I'm not sure the details are _necessary_, strictly speaking,
but I'm sure curious about what you think the old reasons
were and what has made them go away.

> over, I don't want his correct description in terms of
> "components" to frighten anyone.  You don't have to
> work hard.  Take the one step of turning your applica-
> tion "inside out", and you'll find, quite often, that
> you're best off with Python in charge.

Hmmm -- unfortunately, I do think we may have a slight
disagreement here.  I _have_ in the recent past worked to
try and make monolithic applications into freely reusable
sets of components "without a top", and I sure DID have
to work hard, and without achieving in some cases what I
would consider entirely satisfactory results.  When a big
application is designed and evolved as a monolithic entity,
without any thought to making any of its parts separable
and reusable, there's some kind of natural tendency for all
parts of the application to develop extremely strong coupling,
nasty complicated graphs of dependency connections that are
not acyclic nor at all easy to untangle, and so on.  Total
meshing of business-logic and presentation issues is a typical
symptom of this kind of mess -- e.g applications that just
can't be made to perform some necessary _computation_ unless
and until they can first build up their [expletive deleted]
graphical user interfaces (and it would appear to me that
this blight has been perpetuated in recent years by many
coders' delight in "embedding their code in HTML", a highly
doubtful architecture that's nevertheless strongly encouraged
by such architectures as PHP's and ASP's).

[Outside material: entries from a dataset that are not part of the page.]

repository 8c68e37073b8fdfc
use crate::catalog::Catalog;
use crate::device_camera::interface::Frame;
use crate::image_classifier::interface::{Classification, ImageClassifier};
use crate::library::logger::interface::Logger;
use rand::distr::{Distribution, Uniform};
use std::sync::Arc;
use std::time::Duration;

/// Produces a random distribution over the catalog labels, normalised to 1.
pub struct ImageClassifierFake {
    labels: Vec<String>,
    logger: Arc<dyn Logger + Send + Sync>,
    delay: Duration,
    favourite: Option<String>,
}

impl ImageClassifierFake {
    pub fn new(catalog: &Catalog, logger: Arc<dyn Logger + Send + Sync>, delay: Duration) -> Self {
        Self {
            labels: catalog.labels().map(str::to_string).collect(),
            logger: logger.with_namespace("image_classifier").with_namespace("fake"),
            delay,
            favourite: None,
        }
    }

    /// Gives `label` the highest probability on every frame.
    #[allow(dead_code)]
    pub fn with_favourite(mut self, label: &str) -> Self {
        self.favourite = Some(label.to_string());
        self
    }
}

impl ImageClassifier for ImageClassifierFake {
    fn load(&self) -> Result<usize, Box<dyn std::error::Error + Send + Sync>> {
        self.logger.info("Loading model...")?;
        std::thread::sleep(self.delay);
        self.logger
            .info(&format!("Model loaded with {} classes", self.labels.len()))?;
        Ok(self.labels.len())
    }

    fn classify(
        &self,
        _frame: &Frame,
    ) -> Result<Vec<Classification>, Box<dyn std::error::Error + Send + Sync>> {
        let mut rng = rand::rng();
        let weight_dist = Uniform::new(0.0f64, 1.0)?;

        let weights: Vec<f64> = self
            .labels
            .iter()
            .map(|label| {
                let weight = weight_dist.sample(&mut rng);
                if self.favourite.as_deref() == Some(label.as_str()) {
                    weight + 1.0
                } else {
                    weight
                }
            })
            .collect();
        let total: f64 = weights.iter().sum();

        let classifications = self
            .labels
            .iter()
            .zip(weights)
            .map(|(label, weight)| Classification {
                label: label.clone(),
                probability: if total > 0.0 { weight / total } else { 0.0 },
            })
            .collect();

        Ok(classifications)
    }
}

#[cfg(test)]
mod tests {
    use super::*;
    use crate::library::logger::impl_fake::LoggerFake;

    #[test]
    fn test_fake_distribution_covers_catalog() {
        let catalog = Catalog::default();
        let classifier =
            ImageClassifierFake::new(&catalog, Arc::new(LoggerFake::new()), Duration::ZERO);

        assert_eq!(classifier.load().unwrap(), catalog.len());

        let classifications = classifier.classify(&Frame::blank(2, 2)).unwrap();
        let labels: Vec<&str> = classifications.iter().map(|c| c.label.as_str()).collect();
        let total: f64 = classifications.iter().map(|c| c.probability).sum();

        assert_eq!(labels, catalog.labels().collect::<Vec<_>>());
        assert!(classifications
            .iter()
            .all(|c| (0.0..=1.0).contains(&c.probability)));
        assert!((total - 1.0).abs() < 1e-3);
    }

    #[test]
    fn test_favourite_always_wins() {
        let catalog = Catalog::default();
        let classifier =
            ImageClassifierFake::new(&catalog, Arc::new(LoggerFake::new()), Duration::ZERO)
                .with_favourite("banana");

        for _ in 0..20 {
            let classifications = classifier.classify(&Frame::blank(2, 2)).unwrap();
            let best = classifications
                .iter()
                .max_by(|a, b| a.probability.total_cmp(&b.probability))
                .unwrap();
            assert_eq!(best.label, "banana");
        }
    }
}
use config::Config;
use device_camera::impl_fake::DeviceCameraFake;
use device_display::impl_console::DeviceDisplayConsole;
use device_display::impl_gui::DeviceDisplayGui;
use device_display::interface::DeviceDisplay;
use device_input::impl_console::{DeviceInputConsole, HELP};
use image_classifier::impl_fake::ImageClassifierFake;
use library::logger::impl_console::LoggerConsole;
use scanner::main::Scanner;
use std::sync::{Arc, Mutex};

mod catalog;
mod config;
mod device_camera;
mod device_display;
mod device_input;
mod error;
mod image_classifier;
mod library;
mod prediction;
mod scanner;

fn main() -> Result<(), Box<dyn std::error::Error + Send + Sync>> {
    let config = Config::default();

    let logger = Arc::new(LoggerConsole::new(config.logger_timezone));

    let device_camera = Arc::new(DeviceCameraFake::new(
        logger.clone(),
        config.fake_device_delay,
    ));

    let device_display: Arc<Mutex<dyn DeviceDisplay + Send + Sync>> = if config.use_gui_display {
        Arc::new(Mutex::new(DeviceDisplayGui::new()))
    } else {
        Arc::new(Mutex::new(DeviceDisplayConsole::new()))
    };

    let device_input = Arc::new(DeviceInputConsole::new());

    let image_classifier = Arc::new(ImageClassifierFake::new(
        &config.catalog,
        logger.clone(),
        config.fake_device_delay,
    ));

    let scanner = Scanner::new(
        config,
        logger,
        device_camera,
        device_display,
        device_input,
        image_classifier,
    );

    println!("{}", HELP);

    scanner.run()?;

    Ok(())
}
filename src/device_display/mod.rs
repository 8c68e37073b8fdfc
pub mod impl_console;
pub mod impl_fake;
pub mod impl_gui;
pub mod interface;
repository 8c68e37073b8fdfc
pub mod aggregate;
pub mod history;

pub use aggregate::{average, SessionSummary};
pub use history::{Sample, SessionHistory};
#[cfg(test)]
mod run_test {

    use std::time::Duration;

    use crate::device_input::interface::Command;
    use crate::error::SessionError;
    use crate::scanner::core::CameraState;
    use crate::scanner::tests::fixture::Fixture;

    fn ms(millis: u64) -> Duration {
        Duration::from_millis(millis)
    }

    #[test]
    fn test_session_recommends_best_match() {
        let fixture = Fixture::new(vec![
            (ms(0), Command::ToggleWebcam),
            (ms(100), Command::ToggleSession),
            (ms(300), Command::ToggleSession),
            (ms(50), Command::Quit),
        ]);

        let model = fixture.scanner.run().unwrap();

        let summary = model.last_summary().expect("session summary");
        assert_eq!(summary.decision, Some("banana".to_string()));
        assert!(summary.frames_sampled > 0);

        let screen = fixture.device_display.last_screen().expect("screen drawn");
        assert_eq!(
            screen.section("Recommendation").map(|s| s.lines[0].clone()),
            Some("Best match: Banana".to_string())
        );

        assert!(fixture
            .logger
            .lines()
            .iter()
            .any(|line| line.contains("banana: ")));
    }

    #[test]
    fn test_denied_camera_blocks_prediction() {
        let fixture = Fixture::with_camera_denied(vec![
            (ms(0), Command::ToggleWebcam),
            (ms(100), Command::ToggleSession),
            (ms(50), Command::Quit),
        ]);

        let model = fixture.scanner.run().unwrap();

        assert_eq!(model.camera, CameraState::Off);
        assert!(model.last_summary().is_none());
        assert_eq!(model.notice, Some(SessionError::CameraInactive));

        let screen = fixture.device_display.last_screen().expect("screen drawn");
        assert_eq!(
            screen.notice.as_deref(),
            Some("Enable camera to start model prediction")
        );
    }
}
use crate::config::Config;
use crate::device_camera::impl_fake::DeviceCameraFake;
use crate::device_display::impl_fake::DeviceDisplayFake;
use crate::device_input::{impl_fake::DeviceInputFake, interface::Command};
use crate::image_classifier::impl_fake::ImageClassifierFake;
use crate::library::logger::impl_fake::LoggerFake;
use crate::scanner::main::Scanner;
use std::sync::{Arc, Mutex};
use std::time::Duration;

pub struct Fixture {
    pub logger: LoggerFake,
    pub device_display: DeviceDisplayFake,
    pub scanner: Scanner,
}

impl Fixture {
    pub fn new(script: Vec<(Duration, Command)>) -> Self {
        Self::build(script, false)
    }

    pub fn with_camera_denied(script: Vec<(Duration, Command)>) -> Self {
        Self::build(script, true)
    }

    fn build(script: Vec<(Duration, Command)>, camera_denied: bool) -> Self {
        let config = Config {
            tick_rate: Duration::from_millis(10),
            fake_device_delay: Duration::ZERO,
            ..Config::default()
        };
        let logger = LoggerFake::new();
        let mut device_camera = DeviceCameraFake::new(Arc::new(logger.clone()), Duration::ZERO);
        if camera_denied {
            device_camera = device_camera.with_access_denied();
        }
        let device_display = DeviceDisplayFake::new();
        let device_input = DeviceInputFake::new(script);
        let image_classifier =
            ImageClassifierFake::new(&config.catalog, Arc::new(logger.clone()), Duration::ZERO)
                .with_favourite("banana");

        let scanner = Scanner::new(
            config,
            Arc::new(logger.clone()),
            Arc::new(device_camera),
            Arc::new(Mutex::new(device_display.clone())),
            Arc::new(device_input),
            Arc::new(image_classifier),
        );

        Self {
            logger,
            device_display,
            scanner,
        }
    }
}
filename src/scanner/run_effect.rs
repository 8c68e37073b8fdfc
use crate::config::Config;
use crate::device_camera::interface::DeviceCamera;
use crate::device_input::interface::DeviceInput;
use crate::image_classifier::interface::ImageClassifier;
use crate::library::logger::interface::Logger;
use crate::scanner::core::{Effect, Event};
use std::sync::mpsc::Sender;
use std::sync::Arc;
use std::time::Instant;

#[derive(Clone)]
pub struct RunEffect {
    config: Config,
    logger: Arc<dyn Logger + Send + Sync>,
    device_camera: Arc<dyn DeviceCamera + Send + Sync>,
    device_input: Arc<dyn DeviceInput + Send + Sync>,
    image_classifier: Arc<dyn ImageClassifier + Send + Sync>,
}

impl RunEffect {
    pub fn new(
        config: Config,
        logger: Arc<dyn Logger + Send + Sync>,
        device_camera: Arc<dyn DeviceCamera + Send + Sync>,
        device_input: Arc<dyn DeviceInput + Send + Sync>,
        image_classifier: Arc<dyn ImageClassifier + Send + Sync>,
    ) -> Self {
        Self {
            config,
            logger: logger.with_namespace("effect"),
            device_camera,
            device_input,
            image_classifier,
        }
    }

    pub fn run_effect(&self, effect: Effect, event_sender: Sender<Event>) {
        if !matches!(effect, Effect::CaptureFrame { .. } | Effect::ClassifyFrame { .. }) {
            let _ = self.logger.info(&format!("Running effect: {:?}", effect));
        }

        match effect {
            Effect::SubscribeInput => {
                let commands = self.device_input.events();
                while let Ok(command) = commands.recv() {
                    if event_sender.send(Event::Command(command, Instant::now())).is_err() {
                        break;
                    }
                }
            }
            Effect::SubscribeTick => loop {
                std::thread::sleep(self.config.tick_rate);
                if event_sender.send(Event::Tick(Instant::now())).is_err() {
                    break;
                }
            },
            Effect::StartCamera => {
                let started = self.device_camera.start();
                let _ = event_sender.send(Event::CameraStartDone(started));
            }
            Effect::StopCamera => {
                let stopped = self.device_camera.stop();
                if let Err(e) = &stopped {
                    let _ = self.logger.warn(&format!("Camera stop failed: {}", e));
                }
                let _ = event_sender.send(Event::CameraStopDone(stopped));
            }
            Effect::LoadClassifier { session } => {
                let result = self.image_classifier.load();
                match &result {
                    Ok(classes) if *classes != self.config.catalog.len() => {
                        let _ = self.logger.warn(&format!(
                            "Model reports {} classes but the catalog has {}",
                            classes,
                            self.config.catalog.len()
                        ));
                    }
                    Ok(_) => {}
                    Err(e) => {
                        let _ = self.logger.warn(&format!("Model load failed: {}", e));
                    }
                }
                let _ = event_sender.send(Event::ClassifierLoadDone { session, result });
            }
            Effect::CaptureFrame { session } => {
                let result = self.device_camera.capture_frame();
                if let Err(e) = &result {
                    let _ = self.logger.warn(&format!("Frame capture failed: {}", e));
                }
                let _ = event_sender.send(Event::FrameCaptureDone { session, result });
            }
            Effect::ClassifyFrame { session, frame } => {
                let result = self.image_classifier.classify(&frame);
                match &result {
                    Ok(classifications) => {
                        for c in classifications {
                            let _ = self.logger.info(&format!("{}: {:.2}", c.label, c.probability));
                        }
                    }
                    Err(e) => {
                        let _ = self.logger.warn(&format!("Classification failed: {}", e));
                    }
                }
                let _ = event_sender.send(Event::FrameClassifyDone { session, result });
            }
        }
    }
}

#[cfg(test)]
mod tests {
    use super::*;
    use crate::catalog::{Catalog, CatalogItem, HealthScore};
    use crate::device_camera::impl_fake::DeviceCameraFake;
    use crate::device_input::impl_fake::DeviceInputFake;
    use crate::image_classifier::impl_fake::ImageClassifierFake;
    use crate::library::logger::impl_fake::LoggerFake;
    use std::sync::mpsc::channel;
    use std::time::Duration;

    fn run_load(model_catalog: &Catalog) -> (LoggerFake, Event) {
        let config = Config::default();
        let logger = LoggerFake::new();
        let run_effect = RunEffect::new(
            config,
            Arc::new(logger.clone()),
            Arc::new(DeviceCameraFake::new(Arc::new(logger.clone()), Duration::ZERO)),
            Arc::new(DeviceInputFake::new(vec![])),
            Arc::new(ImageClassifierFake::new(
                model_catalog,
                Arc::new(logger.clone()),
                Duration::ZERO,
            )),
        );
        let (sender, receiver) = channel();

        run_effect.run_effect(Effect::LoadClassifier { session: 7 }, sender);

        (logger, receiver.recv().unwrap())
    }

    #[test]
    fn test_load_warns_on_class_count_mismatch() {
        let model_catalog = Catalog::new(vec![CatalogItem::new(
            "apple",
            "Apple",
            "apple.png",
            HealthScore::Good,
            95,
        )]);

        let (logger, event) = run_load(&model_catalog);

        assert!(matches!(
            event,
            Event::ClassifierLoadDone {
                session: 7,
                result: Ok(1)
            }
        ));
        assert!(logger
            .lines()
            .iter()
            .any(|line| line.starts_with("WARN") && line.contains("1 classes")));
    }

    #[test]
    fn test_load_with_matching_catalog_does_not_warn() {
        let (logger, event) = run_load(&Catalog::default());

        assert!(matches!(event, Event::ClassifierLoadDone { result: Ok(_), .. }));
        assert!(logger.lines().iter().all(|line| !line.starts_with("WARN")));
    }
}
use crate::device_display::interface::{DeviceDisplay, Screen, Theme};
use eframe::egui;
use std::error::Error;
use std::sync::{Arc, Mutex};
use std::thread;
use std::time::Duration;

#[derive(Clone)]
struct DisplayWindow {
    screen: Arc<Mutex<Screen>>,
}

impl eframe::App for DisplayWindow {
    fn update(&mut self, ctx: &egui::Context, _frame: &mut eframe::Frame) {
        let Ok(screen) = self.screen.lock().map(|screen| screen.clone()) else {
            return;
        };

        match screen.theme {
            Theme::Light => ctx.set_visuals(egui::Visuals::light()),
            Theme::Dark => ctx.set_visuals(egui::Visuals::dark()),
        }

        egui::CentralPanel::default().show(ctx, |ui| {
            ui.heading(&screen.header);

            if let Some(notice) = &screen.notice {
                ui.add_space(8.0);
                ui.colored_label(egui::Color32::from_rgb(200, 60, 60), notice);
            }

            if let Some(alert) = &screen.alert {
                let color = if alert.positive {
                    egui::Color32::from_rgb(40, 150, 70)
                } else {
                    egui::Color32::from_rgb(200, 60, 60)
                };
                ui.add_space(8.0);
                ui.colored_label(color, &alert.message);
            }

            for section in &screen.sections {
                ui.separator();
                ui.label(egui::RichText::new(&section.title).strong().size(16.0));
                for line in &section.lines {
                    ui.label(egui::RichText::new(line).monospace());
                }
            }
        });

        // Screens are pushed from the event loop thread.
        ctx.request_repaint_after(Duration::from_millis(100));
    }
}

pub struct DeviceDisplayGui {
    screen: Arc<Mutex<Screen>>,
}

impl DeviceDisplayGui {
    pub fn new() -> Self {
        let screen = Arc::new(Mutex::new(Screen::default()));
        let window = DisplayWindow {
            screen: screen.clone(),
        };

        thread::spawn(move || {
            let options = eframe::NativeOptions {
                viewport: egui::ViewportBuilder::default()
                    .with_inner_size([480.0, 640.0])
                    .with_resizable(true),
                ..Default::default()
            };

            // Blocks this thread until the window is closed.
            let _ = eframe::run_native("Best Match", options, Box::new(|_cc| Box::new(window)));
        });

        Self { screen }
    }
}

impl DeviceDisplay for DeviceDisplayGui {
    fn draw(&mut self, screen: &Screen) -> Result<(), Box<dyn Error + Send + Sync>> {
        let mut current = self.screen.lock().map_err(|e| e.to_string())?;
        *current = screen.clone();
        Ok(())
    }
}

So, I'm playing the old pessimistic curmudgeon and claiming
that many legacy applications will unfortunately present
this kind of issues.  If and when they do, and rearchitecting
the whole thing is too much of an investment to make right
now, then some minor clean-up (substantially less investment
than necessary to "let Python be in charge", as would no
doubt be always preferable _if_ cheaply achievable) can still
let you _embed_ Python and thereby obtain SOME level of
enhancement and increased functionality in the application.

The experience of trying to rearchitect a monolithic mess
(with global state, logic/presentation intermeshing, and
the like) into something cleaner and more usable will, one
hopes, encourage future applications to be architected in
_non_-monolithic ways (it's really not at all harder than
doing the big-messy-soup thing, if done right from the start;
it's just harder to get _away_ from that quicksand if you've
allowed it to suck you in in the first place:-).